Thursday, March 08, 2018

Free Speech Challenge to Anti-Environmental Statute Revived

Western Watershed Project v. Michael, 869 F.3d 1189 (9/7/17) (Wyo. Published) - The 10th revives a challenge to a Wyoming anti-environmentalist criminal statute on First Amendment grounds. The statute provides for up to a one-year prison term and a mandatory repeat-offender 10-days in jail for anyone who crosses private land without the owner's permission to access public land where he or she "collects resource data." "Collects resource data" means (1) taking a sample of material or acquiring, gathering, photographing or otherwise preserving information in any form and (2) recording a legal description or geographical coordinates of the collection locations. So, the statute covers writing notes on habitat conditions, photographing wildlife, audio recording of one's observations of vegetation or taking water samples so long as the person also records the location from which the data was collected. The district court held "collecting resource data" was not protected speech. The 10th disagrees.
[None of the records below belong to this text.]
impl StyleSpec {
    fn to_style(&self) -> Result<CellStyle> {
        let mut style = CellStyle::new();
        if let Some(fill) = &self.fill {
            style = style.fill(parse_color(fill)?);
        }
        if let Some(color) = &self.text_color {
            style = style.text_color(parse_color(color)?);
        }
        if let Some(bold) = self.bold {
            style = style.bold(bold);
        }
        if let Some(italic) = self.italic {
            style = style.italic(italic);
        }
        if let Some(underline) = self.underline {
            style = style.underline(underline);
        }
        if let Some(strike) = self.strikethrough {
            style = style.strikethrough(strike);
        }
        if let Some(name) = &self.font_name {
            style = style.font_name(name.as_str());
        }
        if let Some(size) = self.font_size {
            if !(size > 0.0 && size.is_finite()) {
                bail!("invalid font size {}", size);
            }
            style = style.font_size(size);
        }
        if let Some(format) = &self.number_format {
            style = style.number_format(format.as_str());
        }
        if let Some(h) = self.horizontal {
            style = style.horizontal_alignment(h);
        }
        if let Some(v) = self.vertical {
            style = style.vertical_alignment(v);
        }
        if let Some(wrap) = self.wrap_text {
            style = style.wrap_text(wrap);
        }
        Ok(style)
    }
}

impl RuleSpec {
    fn to_rule(&self) -> Result<ConditionalRule> {
        let rule = match self {
            RuleSpec::Expression {
                formula,
                range,
                style,
            } => ConditionalRule::expression(formula.as_str())
                .with_target(Area::parse(range)?)
                .with_style(style.to_style()?),
            RuleSpec::CellMatch {
                criterion,
                range,
                style,
            } => ConditionalRule::cell_match(criterion.as_str())
                .with_target(Area::parse(range)?)
                .with_style(style.to_style()?),
            RuleSpec::DuplicateValues { range, style } => ConditionalRule::duplicate_values()
                .with_target(Area::parse(range)?)
                .with_style(style.to_style()?),
            RuleSpec::Gradient {
                range,
                min_color,
                mid_color,
                max_color,
                min,
                max,
                text,
            } => {
                let lo = parse_color(min_color)?;
                let hi = parse_color(max_color)?;
                let mut spec = match mid_color {
                    Some(mid) => GradientSpec::three_color(lo, parse_color(mid)?, hi),
                    None => GradientSpec::two_color(lo, hi),
                };
                spec.min = *min;
                spec.max = *max;
                if *text {
                    spec = spec.with_target(GradientTarget::Text);
                }
                ConditionalRule::gradient(spec).with_target(Area::parse(range)?)
            }
        };
        Ok(rule)
    }
}

fn json_to_value(value: &Value) -> Result<CellValue> {
    Ok(match value {
        Value::Null => CellValue::Empty,
        Value::Bool(b) => CellValue::Boolean(*b),
        Value::Number(n) => CellValue::Number(
            n.as_f64()
                .ok_or_else(|| anyhow!("number {} is out of range", n))?,
        ),
        Value::String(s) => match CellError::from_code(s) {
            Some(err) => CellValue::Error(err),
            None => CellValue::text(s.as_str()),
        },
        Value::Array(_) | Value::Object(_) => bail!("expected a scalar value, got {}", value),
    })
}

/// A nested array becomes a per-cell result, anything else one shared value
fn json_to_result(value: &Value) -> Result<RuleResult> {
    match value {
        Value::Array(rows) => {
            let rows = rows
                .iter()
                .map(|row| match row {
                    Value::Array(cells) => cells.iter().map(json_to_value).collect(),
                    other => bail!("expected a row array, got {}", other),
                })
                .collect::<Result<Vec<Vec<CellValue>>>>()?;
            Ok(RuleResult::Array(rows))
        }
        other => Ok(RuleResult::Scalar(json_to_value(other)?)),
    }
}

#[cfg(test)]
mod tests {
    use super::*;
    use pretty_assertions::assert_eq;

    const SCRIPT: &str = r##"{
        "sheets": [
            { "name": "Data", "rows": 40, "cols": 8 },
            { "name": "Notes" }
        ],
        "ops": [
            { "op": "style", "sheet": 0, "target": { "column": 1 }, "props": { "fill": "#FF0000" } },
            { "op": "style", "sheet": 0, "target": { "cell": "B3" }, "props": { "bold": true } },
            { "op": "merge", "sheet": 0, "range": "C3:D4" },
            { "op": "array", "sheet": 0, "range": "F2:F6" },
            { "op": "name", "name": "Block", "refers_to": "Data!C3:D4" },
            { "op": "rule", "sheet": 0, "rule": { "kind": "expression", "formula": "B1>0", "range": "B1:B2", "style": { "italic": true } } },
            { "op": "result", "sheet": 0, "rule": 0, "value": [[true], [false]] },
            { "op": "apply", "sheet": 0 },
            { "op": "insert", "sheet": 0, "axis": "row", "before": 0, "count": 2 }
        ]
    }"##;

    #[test]
    fn test_replay_script() {
        let script = Script::from_json(SCRIPT).unwrap();
        let mut wb = script.replay(false).unwrap();

        assert_eq!(wb.sheet_count(), 2);
        assert_eq!(wb.worksheet(1).unwrap().row_count(), 1_000);
        assert_eq!(
            wb.get_named_range("block", 0).and_then(NamedRange::area),
            Some(&Area::parse("C5:D6").unwrap().on_sheet(0))
        );

        let sheet = wb.worksheet_mut(0).unwrap();
        assert_eq!(sheet.row_count(), 42);
        assert_eq!(sheet.array_region_at(4, 5), Some(&Area::parse("F4:F8").unwrap()));
        let style = sheet.effective_style(4, 1);
        assert_eq!(style.flag(StyleKey::Bold), Some(true));
        assert_eq!(style.color(StyleKey::Fill), Some(Color::RED));
    }

    #[test]
    fn test_failing_op_stops_replay() {
        let script = Script::from_json(
            r#"{ "ops": [
                { "op": "array", "sheet": 0, "range": "A2:A5" },
                { "op": "insert", "sheet": 0, "axis": "row", "before": 3, "count": 1 }
            ] }"#,
        )
        .unwrap();

        let err = script.replay(false).unwrap_err();
        assert!(format!("{:#}", err).contains("op #1 failed"));

        let wb = script.replay(true).unwrap();
        assert_eq!(wb.worksheet(0).unwrap().row_count(), 1_000);
    }

    #[test]
    fn test_snapshot_json_shape() {
        let script = Script::from_json(
            r#"{ "ops": [
                { "op": "style", "sheet": 0, "target": { "cell": "A1" }, "props": { "bold": true } },
                { "op": "name", "name": "Rate", "refers_to": "Sheet1!$B$1", "scope": 0 }
            ] }"#,
        )
        .unwrap();
        let wb = script.replay(false).unwrap();
        let json = serde_json::to_value(wb.snapshot()).unwrap();

        assert_eq!(
            json["sheets"][0]["cell_styles"][0],
            serde_json::json!({ "row": 0, "column": 0, "ref": 1 })
        );
        assert_eq!(json["named"][0]["name"], "Rate");
        assert_eq!(json["named"][0]["scope"], 0);
    }

    #[test]
    fn test_rejects_unknown_fields() {
        assert!(Script::from_json(r#"{ "ops": [{ "op": "apply", "sheet": 0, "extra": 1 }] }"#).is_err());
        assert!(Script::from_json(r#"{ "ops": [{ "op": "explode" }] }"#).is_err());
    }

    #[test]
    fn test_json_results() {
        assert_eq!(
            json_to_result(&serde_json::json!([[1, "x"], [null, false]])).unwrap(),
            RuleResult::Array(vec![
                vec![CellValue::Number(1.0), CellValue::text("x")],
                vec![CellValue::Empty, CellValue::Boolean(false)],
            ])
        );
        assert_eq!(
            json_to_result(&serde_json::json!(true)).unwrap(),
            RuleResult::Scalar(CellValue::Boolean(true))
        );
        assert_eq!(
            json_to_value(&serde_json::json!("#REF!")).unwrap(),
            CellValue::Error(CellError::Ref)
        );
        assert!(json_to_result(&serde_json::json!([1, 2])).is_err());
    }
}
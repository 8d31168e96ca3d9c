//! # lattice-sheets
//!
//! The structural store underneath a spreadsheet document: per-cell
//! formatting, merged and array regions, named ranges and conditional
//! format overlays, kept consistent while rows and columns are styled,
//! inserted and deleted.
//!
//! ## Features
//!
//! - Layered style resolution (sheet, banding, row, column, cell, conditional)
//! - Minimal per-cell deltas with reverse-override pruning
//! - All-or-nothing row/column insert and delete
//! - Named ranges that follow the lines they point at
//! - Style table interning and run compression for persistence
//!
//! ## Example
//!
//! ```rust
//! use lattice_sheets::prelude::*;
//!
//! let mut workbook = Workbook::new();
//! let sheet = workbook.worksheet_mut(0).unwrap();
//!
//! sheet.set_style(StyleScope::Row(2), &CellStyle::new().bold(true), true).unwrap();
//! workbook
//!     .define_name(NamedRange::range("Header", Area::parse("A3:C3").unwrap(), NameScope::Sheet(0)))
//!     .unwrap();
//!
//! // Push everything down one row
//! workbook.insert_lines(0, Axis::Row, 0, 1).unwrap();
//!
//! let header = workbook.get_named_range("header", 0).unwrap();
//! assert_eq!(header.area(), Some(&Area::parse("A4:C4").unwrap()));
//!
//! let sheet = workbook.worksheet_mut(0).unwrap();
//! assert_eq!(sheet.effective_style(3, 0).flag(StyleKey::Bold), Some(true));
//! ```

pub mod prelude;

// Re-export core types
pub use lattice_sheets_core::{
    // Structure
    Area,
    AreaPatch,
    Axis,
    // Style types
    BorderEdge,
    BorderLineStyle,
    CellAddress,
    CellError,
    CellStyle,
    // Cell types
    CellValue,
    Color,
    // Conditional formatting types
    ConditionalFormats,
    ConditionalRule,
    EditReport,
    // Errors
    Error,
    GradientSpec,
    GradientStops,
    GradientTarget,
    Grid,
    HorizontalAlignment,
    LineEdit,
    MemoryGrid,
    NameScope,
    NameTarget,
    // Named ranges
    NamedEntityRecord,
    NamedRange,
    NamedRangeCollection,
    RegionHeads,
    RegionId,
    Result,
    RuleKind,
    RuleResult,
    RuleState,
    SheetOptions,
    // Persistence
    SheetSnapshot,
    SpanEdit,
    StyleCascade,
    StyleInterner,
    StyleKey,
    StyleRunRecord,
    StyleScope,
    StyleValue,
    VerticalAlignment,
    // Workbook types
    Workbook,
    WorkbookSettings,
    WorkbookSnapshot,
    Worksheet,
};

// Re-export modules for advanced usage
pub use lattice_sheets_core::{cascade, conditional_format, named_range, patch, snapshot, style};

pub use lattice_sheets_core::named_range::validate_name;
pub use lattice_sheets_core::validate_sheet_name;

/// Maximum number of rows in a worksheet
pub use lattice_sheets_core::MAX_ROWS;

/// Maximum number of columns in a worksheet
pub use lattice_sheets_core::MAX_COLS;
It holds that recording data is the protected creation of speech. It points out the data is needed to provide public input to public agencies, such as the U.S. Fish and Wildlife Service. The 10th rejects the state's claim that the statute is just regulating trespassing on private lands where trespassers don't have free speech rights. The 10th notes the violation occurs on public lands where the violator is subject to higher punishment than a trespasser would receive and there's no mens rea requirement as there is for the trespassing statute. That one aspect of the statute concerns private property does not defeat First Amendment scrutiny. The 10th cautions that its holding doesn't mean all regulations incidentally restricting access to information triggers First Amendment analysis. Nor may people challenge otherwise generally applicable laws that interfere with gathering information. Here Wyoming treats individuals creating speech differently than other folks. In the end, this doesn't mean final victory for freedom of speech. The 10th remands the case to the district court to apply a certain unstated level of scrutiny and decide if the statute survives that review.